33% -- Brazil, France, Mexico, New Zealand, South Korea
50% -- Germany, Japan, Kuwait, North Korea, Saudi Arabia
66% -- China, Russia
This is another article to show to DGI family and friends. This is in the mainstream press. Bookmark it.
"Y2K vs. the World"
-- Kevin (email@example.com), December 29, 1998
Under the 50% countries....um...when did Puerto Rico become a country? Last I heard they were voting on statehood.
-- Rick Tansun (firstname.lastname@example.org), December 29, 1998.
Aren't most of the 66% Scary countries also less technology dependant?
-- Diane J. Squire (email@example.com), December 29, 1998.
Diane brings up a great point that has always bothered me about this kind of analysis.
The countries most dependent upon technology will suffer the most due to the disruptions which occur and hamper everyday, just in time delivery, manufacturing, etc.
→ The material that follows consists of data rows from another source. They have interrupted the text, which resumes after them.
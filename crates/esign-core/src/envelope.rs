//! Envelope and recipient-view payload builders.
//!
//! Pure constructors: identical inputs plus a fixed [`ProviderConfig`]
//! produce structurally identical payloads. Field validation is the
//! caller's concern; an empty company becomes an empty tab value.
//!
//! Serialization matches the provider wire format (camelCase keys); only
//! the fields actually sent are modeled.

use serde::Serialize;

use crate::config::ProviderConfig;

/// Role name the template assigns to the single signer.
pub const SIGNER_ROLE: &str = "Team Member";

/// Label of the text tab that carries the signer's company.
pub const COMPANY_TAB_LABEL: &str = "company_name";

/// Envelope creation payload referencing a server-side template.
#[derive(Debug, Clone, PartialEq, Eq, Serialize)]
#[serde(rename_all = "camelCase")]
pub struct EnvelopeDefinition {
    pub template_id: String,
    pub template_roles: Vec<TemplateRole>,
    pub status: String,
}

#[derive(Debug, Clone, PartialEq, Eq, Serialize)]
#[serde(rename_all = "camelCase")]
pub struct TemplateRole {
    pub email: String,
    pub name: String,
    pub role_name: String,
    pub client_user_id: String,
    pub tabs: Tabs,
}

#[derive(Debug, Clone, PartialEq, Eq, Serialize)]
#[serde(rename_all = "camelCase")]
pub struct Tabs {
    pub text_tabs: Vec<TextTab>,
}

#[derive(Debug, Clone, PartialEq, Eq, Serialize)]
#[serde(rename_all = "camelCase")]
pub struct TextTab {
    pub tab_label: String,
    pub value: String,
}

/// Embedded-signing (recipient view) request payload.
#[derive(Debug, Clone, PartialEq, Eq, Serialize)]
#[serde(rename_all = "camelCase")]
pub struct RecipientViewRequest {
    pub return_url: String,
    pub authentication_method: String,
    pub email: String,
    pub user_name: String,
    pub client_user_id: String,
}

impl EnvelopeDefinition {
    /// Build an envelope from the configured template, sent immediately.
    pub fn from_template(
        config: &ProviderConfig,
        name: &str,
        email: &str,
        company: &str,
    ) -> Self {
        Self {
            template_id: config.template_id.clone(),
            template_roles: vec![TemplateRole {
                email: email.to_owned(),
                name: name.to_owned(),
                role_name: SIGNER_ROLE.to_owned(),
                client_user_id: config.client_user_id.clone(),
                tabs: Tabs {
                    text_tabs: vec![TextTab {
                        tab_label: COMPANY_TAB_LABEL.to_owned(),
                        value: company.to_owned(),
                    }],
                },
            }],
            status: "sent".to_owned(),
        }
    }
}

impl RecipientViewRequest {
    /// Build a view request for a signer whose identity is pre-verified
    /// via the client user id, so no provider-side authentication runs.
    pub fn embedded(config: &ProviderConfig, name: &str, email: &str) -> Self {
        Self {
            return_url: config.return_url.clone(),
            authentication_method: "none".to_owned(),
            email: email.to_owned(),
            user_name: name.to_owned(),
            client_user_id: config.client_user_id.clone(),
        }
    }
}
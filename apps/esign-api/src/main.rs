//! Binary entry point for the ESign API server.

use anyhow::Result;
use std::net::SocketAddr;
use std::sync::Arc;
use tracing::info;

use esign_api::state::AppState;
use esign_core::ProviderConfig;

#[tokio::main]
async fn main() -> Result<()> {
    // Load .env file if present
    dotenvy::dotenv().ok();

    // Initialize tracing
    tracing_subscriber::fmt()
        .with_env_filter(
            tracing_subscriber::EnvFilter::from_default_env()
                .add_directive("esign_api=info".parse()?)
                .add_directive("esign_core=info".parse()?)
                .add_directive("tower_http=debug".parse()?),
        )
        .init();

    info!("Initializing ESign API...");

    // Fail fast on incomplete provider configuration.
    let config = ProviderConfig::from_env()?;

    let session_idle_secs: u64 = std::env::var("ESIGN_SESSION_IDLE_SECS")
        .ok()
        .and_then(|v| v.parse().ok())
        .unwrap_or(1800);

    let state = Arc::new(AppState::new(config, session_idle_secs));

    // Background sweep for idle sessions.
    let sessions = state.sessions.clone();
    tokio::spawn(async move {
        let mut tick = tokio::time::interval(std::time::Duration::from_secs(60));
        loop {
            tick.tick().await;
            sessions.sweep().await;
        }
    });

    let app = esign_api::router(state);

    // Parse bind address
    let port: u16 = std::env::var("PORT")
        .ok()
        .and_then(|p| p.parse().ok())
        .unwrap_or(8000);

    let addr = SocketAddr::from(([0, 0, 0, 0], port));
    info!("Starting ESign API on http://{}", addr);

    // Start server
    let listener = tokio::net::TcpListener::bind(addr).await?;
    axum::serve(listener, app).await?;

    Ok(())
}
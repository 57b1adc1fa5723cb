//! Service-account JWT grant assembly.
//!
//! The backend proves its identity to the provider with an RS256-signed
//! assertion instead of a user login. The private key is read from disk at
//! request time; an unreadable key fails the grant, which callers surface
//! as an authentication error.

use jsonwebtoken::{encode, Algorithm, EncodingKey, Header};
use serde::{Deserialize, Serialize};
use std::time::{SystemTime, UNIX_EPOCH};

use crate::config::{ProviderConfig, GRANT_LIFETIME_SECS};
use crate::error::ProviderError;

/// OAuth grant type for the service-account assertion exchange.
pub const GRANT_TYPE_JWT_BEARER: &str = "urn:ietf:params:oauth:grant-type:jwt-bearer";

/// Scope requested with every grant.
pub const TOKEN_SCOPE: &str = "signature";

/// Claims carried by the grant assertion.
#[derive(Debug, Clone, Serialize, Deserialize)]
pub struct GrantClaims {
    /// Integration key.
    pub iss: String,
    /// Impersonated user id.
    pub sub: String,
    /// OAuth host, without scheme.
    pub aud: String,
    pub scope: String,
    pub iat: u64,
    pub exp: u64,
}

/// Token endpoint response.
#[derive(Debug, Clone, Deserialize)]
pub struct IssuedToken {
    pub access_token: String,
    #[serde(default)]
    pub token_type: Option<String>,
    /// Provider-reported lifetime in seconds.
    pub expires_in: u64,
}

/// Sign a grant assertion for the configured account.
///
/// Requests a [`GRANT_LIFETIME_SECS`] lifetime; the provider may grant less.
pub fn signed_assertion(config: &ProviderConfig) -> Result<String, ProviderError> {
    let pem = std::fs::read(&config.private_key_path).map_err(|source| ProviderError::Key {
        path: config.private_key_path.display().to_string(),
        source,
    })?;

    let key = EncodingKey::from_rsa_pem(&pem)
        .map_err(|e| ProviderError::Auth(format!("invalid private key: {e}")))?;

    let now = SystemTime::now()
        .duration_since(UNIX_EPOCH)
        .map_err(|e| ProviderError::Auth(format!("system clock error: {e}")))?
        .as_secs();

    let claims = GrantClaims {
        iss: config.integration_key.clone(),
        sub: config.user_id.clone(),
        aud: config.oauth_host().to_owned(),
        scope: TOKEN_SCOPE.to_owned(),
        iat: now,
        exp: now + GRANT_LIFETIME_SECS,
    };

    encode(&Header::new(Algorithm::RS256), &claims, &key)
        .map_err(|e| ProviderError::Auth(format!("failed to sign assertion: {e}")))
}
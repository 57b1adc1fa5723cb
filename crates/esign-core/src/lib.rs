//! Signing-provider integration for the ESign backend.
//!
//! This crate owns everything that talks to the e-signature provider:
//! typed configuration, the service-account JWT grant, envelope and
//! recipient-view payload builders, and the REST client behind the
//! [`SigningProvider`] trait.

pub mod auth;
pub mod client;
pub mod config;
pub mod envelope;
pub mod error;

pub use auth::IssuedToken;
pub use client::{RestClient, SigningProvider, SIGNED_DOCUMENT_INDEX};
pub use config::{ProviderConfig, GRANT_LIFETIME_SECS};
pub use envelope::{EnvelopeDefinition, RecipientViewRequest};
pub use error::ProviderError;
//! HTTP handlers for the ESign API

use axum::{
    extract::State,
    http::{header, HeaderMap, HeaderValue, StatusCode},
    response::{Html, IntoResponse, Redirect, Response},
    Form, Json,
};
use std::sync::Arc;

use esign_core::{EnvelopeDefinition, RecipientViewRequest};

use crate::error::ApiError;
use crate::models::*;
use crate::session::{SessionHandle, SessionStore};
use crate::state::AppState;
use crate::token::ensure_valid_token;

const INDEX_HTML: &str = include_str!("../assets/index.html");
const SUCCESS_HTML: &str = include_str!("../assets/success.html");

/// Filename forced on the downloaded document.
const SIGNED_DOCUMENT_FILENAME: &str = "signed_document.pdf";

/// Health check endpoint
pub async fn health() -> &'static str {
    "OK"
}

/// Home page; refreshes the session token as a side effect.
///
/// A failed refresh is logged but does not block the page; the signing
/// form itself will surface the error on submission.
pub async fn home(State(state): State<Arc<AppState>>, headers: HeaderMap) -> Response {
    let handle = state.sessions.resolve(&headers).await;
    if let Err(err) = ensure_valid_token(&state, &handle.id).await {
        tracing::warn!("token refresh on home page failed: {}", err);
    }
    with_session_cookie(&handle, Html(INDEX_HTML))
}

/// Start a signing ceremony: token → envelope → recipient view → redirect.
///
/// The envelope id is stored in the session only after the create call
/// succeeded; no provider-side cleanup is attempted on later failures.
pub async fn start_signing(
    State(state): State<Arc<AppState>>,
    headers: HeaderMap,
    Form(form): Form<SignerForm>,
) -> Result<Response, ApiError> {
    let handle = state.sessions.resolve(&headers).await;
    let token = ensure_valid_token(&state, &handle.id).await?;

    let envelope = EnvelopeDefinition::from_template(
        &state.config,
        &form.name,
        &form.email,
        &form.company,
    );
    let envelope_id = state
        .provider
        .create_envelope(&token, &envelope)
        .await
        .map_err(ApiError::Upstream)?;
    tracing::info!(%envelope_id, signer = %form.email, "created signing envelope");

    state.sessions.set_envelope(&handle.id, &envelope_id).await;

    let view = RecipientViewRequest::embedded(&state.config, &form.name, &form.email);
    let url = state
        .provider
        .create_recipient_view(&token, &envelope_id, &view)
        .await
        .map_err(ApiError::Upstream)?;

    Ok(with_session_cookie(&handle, Redirect::to(&url)))
}

/// Expose the session's current access token, refreshing it if needed.
pub async fn access_token(
    State(state): State<Arc<AppState>>,
    headers: HeaderMap,
) -> Result<Response, ApiError> {
    let handle = state.sessions.resolve(&headers).await;
    match ensure_valid_token(&state, &handle.id).await {
        Ok(token) => Ok(with_session_cookie(
            &handle,
            Json(AccessTokenResponse {
                access_token: token,
            }),
        )),
        Err(err) => {
            tracing::warn!("unable to provide access token: {}", err);
            Err(ApiError::TokenUnavailable)
        }
    }
}

/// Post-signing landing page with the download control.
pub async fn success(
    State(state): State<Arc<AppState>>,
    headers: HeaderMap,
) -> Result<Response, ApiError> {
    let handle = state.sessions.resolve(&headers).await;
    let session = state.sessions.get(&handle.id).await;
    if !session.has_signing_context() {
        return Err(ApiError::SessionIncomplete);
    }
    Ok(with_session_cookie(&handle, Html(SUCCESS_HTML)))
}

/// Fetch the completed document from the provider and relay the bytes.
///
/// Browsers cannot call the provider's document endpoint directly with a
/// bearer token, so the authenticated fetch happens server-side.
pub async fn download_document(
    State(state): State<Arc<AppState>>,
    headers: HeaderMap,
) -> Result<Response, ApiError> {
    let handle = state.sessions.resolve(&headers).await;
    let session = state.sessions.get(&handle.id).await;

    let (Some(token), Some(envelope_id)) = (session.access_token, session.envelope_id) else {
        return Err(ApiError::SessionIncomplete);
    };

    let bytes = state
        .provider
        .fetch_document(&token, &envelope_id)
        .await
        .map_err(ApiError::DocumentFetch)?;

    Ok((
        StatusCode::OK,
        [
            ("Content-Type".to_string(), "application/pdf".to_string()),
            (
                "Content-Disposition".to_string(),
                format!("attachment; filename=\"{SIGNED_DOCUMENT_FILENAME}\""),
            ),
        ],
        bytes,
    )
        .into_response())
}

/// Attach the session cookie when the session was created by this request.
fn with_session_cookie(handle: &SessionHandle, response: impl IntoResponse) -> Response {
    let mut response = response.into_response();
    if handle.is_new {
        if let Ok(value) = HeaderValue::from_str(&SessionStore::cookie(&handle.id)) {
            response.headers_mut().insert(header::SET_COOKIE, value);
        }
    }
    response
}
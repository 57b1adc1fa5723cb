//! REST client for the e-signature provider.
//!
//! Every call is attempted once, with no retry and no timeout beyond the
//! HTTP client default. Non-success responses carry the upstream status and
//! body so callers can log the detail without exposing it.

use async_trait::async_trait;
use serde::Deserialize;

use crate::auth::{signed_assertion, IssuedToken, GRANT_TYPE_JWT_BEARER};
use crate::config::ProviderConfig;
use crate::envelope::{EnvelopeDefinition, RecipientViewRequest};
use crate::error::ProviderError;

/// Index of the completed document within an envelope.
pub const SIGNED_DOCUMENT_INDEX: &str = "1";

/// Operations the backend delegates to the provider.
///
/// The production implementation is [`RestClient`]; tests substitute stubs
/// to observe call counts and payloads without network access.
#[async_trait]
pub trait SigningProvider: Send + Sync {
    /// Exchange a service-account assertion for a bearer token.
    async fn request_token(&self) -> Result<IssuedToken, ProviderError>;

    /// Create an envelope; returns the provider-assigned envelope id.
    async fn create_envelope(
        &self,
        access_token: &str,
        envelope: &EnvelopeDefinition,
    ) -> Result<String, ProviderError>;

    /// Create an embedded signing view; returns the single-use ceremony URL.
    async fn create_recipient_view(
        &self,
        access_token: &str,
        envelope_id: &str,
        view: &RecipientViewRequest,
    ) -> Result<String, ProviderError>;

    /// Fetch the completed document as PDF bytes.
    async fn fetch_document(
        &self,
        access_token: &str,
        envelope_id: &str,
    ) -> Result<Vec<u8>, ProviderError>;
}

#[derive(Debug, Deserialize)]
#[serde(rename_all = "camelCase")]
struct EnvelopeCreated {
    envelope_id: String,
}

#[derive(Debug, Deserialize)]
struct ViewCreated {
    url: String,
}

/// [`SigningProvider`] backed by the provider's REST API.
pub struct RestClient {
    config: ProviderConfig,
    http: reqwest::Client,
}

impl RestClient {
    pub fn new(config: ProviderConfig) -> Self {
        Self {
            config,
            http: reqwest::Client::new(),
        }
    }

    fn account_url(&self, suffix: &str) -> String {
        format!(
            "{}/v2.1/accounts/{}{}",
            self.config.base_path.trim_end_matches('/'),
            self.config.account_id,
            suffix
        )
    }

    async fn read_failure(response: reqwest::Response) -> (u16, String) {
        let status = response.status().as_u16();
        let detail = response.text().await.unwrap_or_default();
        (status, detail)
    }
}

#[async_trait]
impl SigningProvider for RestClient {
    async fn request_token(&self) -> Result<IssuedToken, ProviderError> {
        let assertion = signed_assertion(&self.config)?;
        tracing::debug!("exchanging service-account grant for an access token");

        let response = self
            .http
            .post(format!(
                "{}/oauth/token",
                self.config.auth_base_url.trim_end_matches('/')
            ))
            .form(&[
                ("grant_type", GRANT_TYPE_JWT_BEARER),
                ("assertion", assertion.as_str()),
            ])
            .send()
            .await?;

        if !response.status().is_success() {
            let (status, detail) = Self::read_failure(response).await;
            return Err(ProviderError::Auth(format!("{status}: {detail}")));
        }

        response
            .json::<IssuedToken>()
            .await
            .map_err(|e| ProviderError::Decode(format!("token response: {e}")))
    }

    async fn create_envelope(
        &self,
        access_token: &str,
        envelope: &EnvelopeDefinition,
    ) -> Result<String, ProviderError> {
        let response = self
            .http
            .post(self.account_url("/envelopes"))
            .bearer_auth(access_token)
            .json(envelope)
            .send()
            .await?;

        if !response.status().is_success() {
            let (status, detail) = Self::read_failure(response).await;
            return Err(ProviderError::Upstream { status, detail });
        }

        let created = response
            .json::<EnvelopeCreated>()
            .await
            .map_err(|e| ProviderError::Decode(format!("envelope response: {e}")))?;
        Ok(created.envelope_id)
    }

    async fn create_recipient_view(
        &self,
        access_token: &str,
        envelope_id: &str,
        view: &RecipientViewRequest,
    ) -> Result<String, ProviderError> {
        let response = self
            .http
            .post(self.account_url(&format!("/envelopes/{envelope_id}/views/recipient")))
            .bearer_auth(access_token)
            .json(view)
            .send()
            .await?;

        if !response.status().is_success() {
            let (status, detail) = Self::read_failure(response).await;
            return Err(ProviderError::Upstream { status, detail });
        }

        let created = response
            .json::<ViewCreated>()
            .await
            .map_err(|e| ProviderError::Decode(format!("view response: {e}")))?;
        Ok(created.url)
    }

    async fn fetch_document(
        &self,
        access_token: &str,
        envelope_id: &str,
    ) -> Result<Vec<u8>, ProviderError> {
        let response = self
            .http
            .get(self.account_url(&format!(
                "/envelopes/{envelope_id}/documents/{SIGNED_DOCUMENT_INDEX}"
            )))
            .bearer_auth(access_token)
            .header(reqwest::header::ACCEPT, "application/pdf")
            .send()
            .await?;

        if !response.status().is_success() {
            let (status, detail) = Self::read_failure(response).await;
            return Err(ProviderError::Upstream { status, detail });
        }

        let bytes = response.bytes().await?;
        tracing::debug!(len = bytes.len(), %envelope_id, "fetched completed document");
        Ok(bytes.to_vec())
    }
}
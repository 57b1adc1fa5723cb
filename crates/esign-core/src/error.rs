//! Error types for provider integration

use thiserror::Error;

#[derive(Debug, Error)]
pub enum ProviderError {
    #[error("missing required environment variable {0}")]
    Config(String),

    #[error("failed to read private key {path}: {source}")]
    Key {
        path: String,
        #[source]
        source: std::io::Error,
    },

    #[error("token grant rejected: {0}")]
    Auth(String),

    #[error("provider returned {status}: {detail}")]
    Upstream { status: u16, detail: String },

    #[error("provider request failed: {0}")]
    Transport(#[from] reqwest::Error),

    #[error("unexpected provider response: {0}")]
    Decode(String),
}
//! Error types for the ESign API

use axum::{
    http::StatusCode,
    response::{IntoResponse, Response},
    Json,
};
use esign_core::ProviderError;
use serde_json::json;
use thiserror::Error;

#[derive(Debug, Error)]
pub enum ApiError {
    #[error("session expired or missing required information")]
    SessionIncomplete,

    #[error("access token not available")]
    TokenUnavailable,

    #[error("authentication failed: {0}")]
    Auth(#[source] ProviderError),

    #[error("provider call failed: {0}")]
    Upstream(#[source] ProviderError),

    #[error("document download failed: {0}")]
    DocumentFetch(#[source] ProviderError),

    #[error("internal error: {0}")]
    Internal(#[from] anyhow::Error),
}

impl IntoResponse for ApiError {
    fn into_response(self) -> Response {
        // Upstream detail is logged here and never echoed to the client.
        let (status, message) = match &self {
            ApiError::SessionIncomplete => (
                StatusCode::BAD_REQUEST,
                "Session expired or missing required information.".to_string(),
            ),
            ApiError::TokenUnavailable => (
                StatusCode::UNAUTHORIZED,
                "Access token not available".to_string(),
            ),
            ApiError::Auth(e) => {
                tracing::error!("Token exchange failed: {}", e);
                (
                    StatusCode::INTERNAL_SERVER_ERROR,
                    "Authentication with the signing provider failed".to_string(),
                )
            }
            ApiError::Upstream(e) => {
                tracing::error!("Provider call failed: {}", e);
                (
                    StatusCode::INTERNAL_SERVER_ERROR,
                    "Signing provider request failed".to_string(),
                )
            }
            ApiError::DocumentFetch(e) => {
                tracing::error!("Error downloading document: {}", e);
                (
                    StatusCode::INTERNAL_SERVER_ERROR,
                    "Failed to download document.".to_string(),
                )
            }
            ApiError::Internal(e) => {
                tracing::error!("Internal error: {}", e);
                (
                    StatusCode::INTERNAL_SERVER_ERROR,
                    "Internal error".to_string(),
                )
            }
        };

        let body = Json(json!({
            "error": message,
            "status": status.as_u16(),
        }));

        (status, body).into_response()
    }
}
The countries which depend less on technology may see little difference in thier day to day existance.
Both China and Russia have populations where the majority are far less reliant on technology. Furthermore, China has the largest standing military that is much less reliant on technology.
We keep being handed a rose colored view of our own country which is really disturbing. WE are the most dependent upon exactly the kinds of systems that may cause the most disruptions. Put that together with the countries worldwide that do depend heavily on technology to produce oil, technology, etc. and the picture becomes even more frightening. We depend upon those countries which will suffer through disruptions. What might happen if oil production, shipping, manufacturing abroad slows or becomes impossible? Everything is interconnected and we're not immune.
We should be at 50% or more if you take into account all possible factors. But, just taking into account a "15% mission criticle failure rate" says nothing about ALL the other systems that had to put off as non-criticle and how they may impact operations.
Eh, I'm ranting...
-- Michael Taylor (firstname.lastname@example.org), December 29, 1998.
To see what a 15% breakdown rate would do to the USA's infrastructure, go to The Y2K Interactive "Circle of Dominoes" Engine and enter 15% for all the categories. It's pretty eye-opening.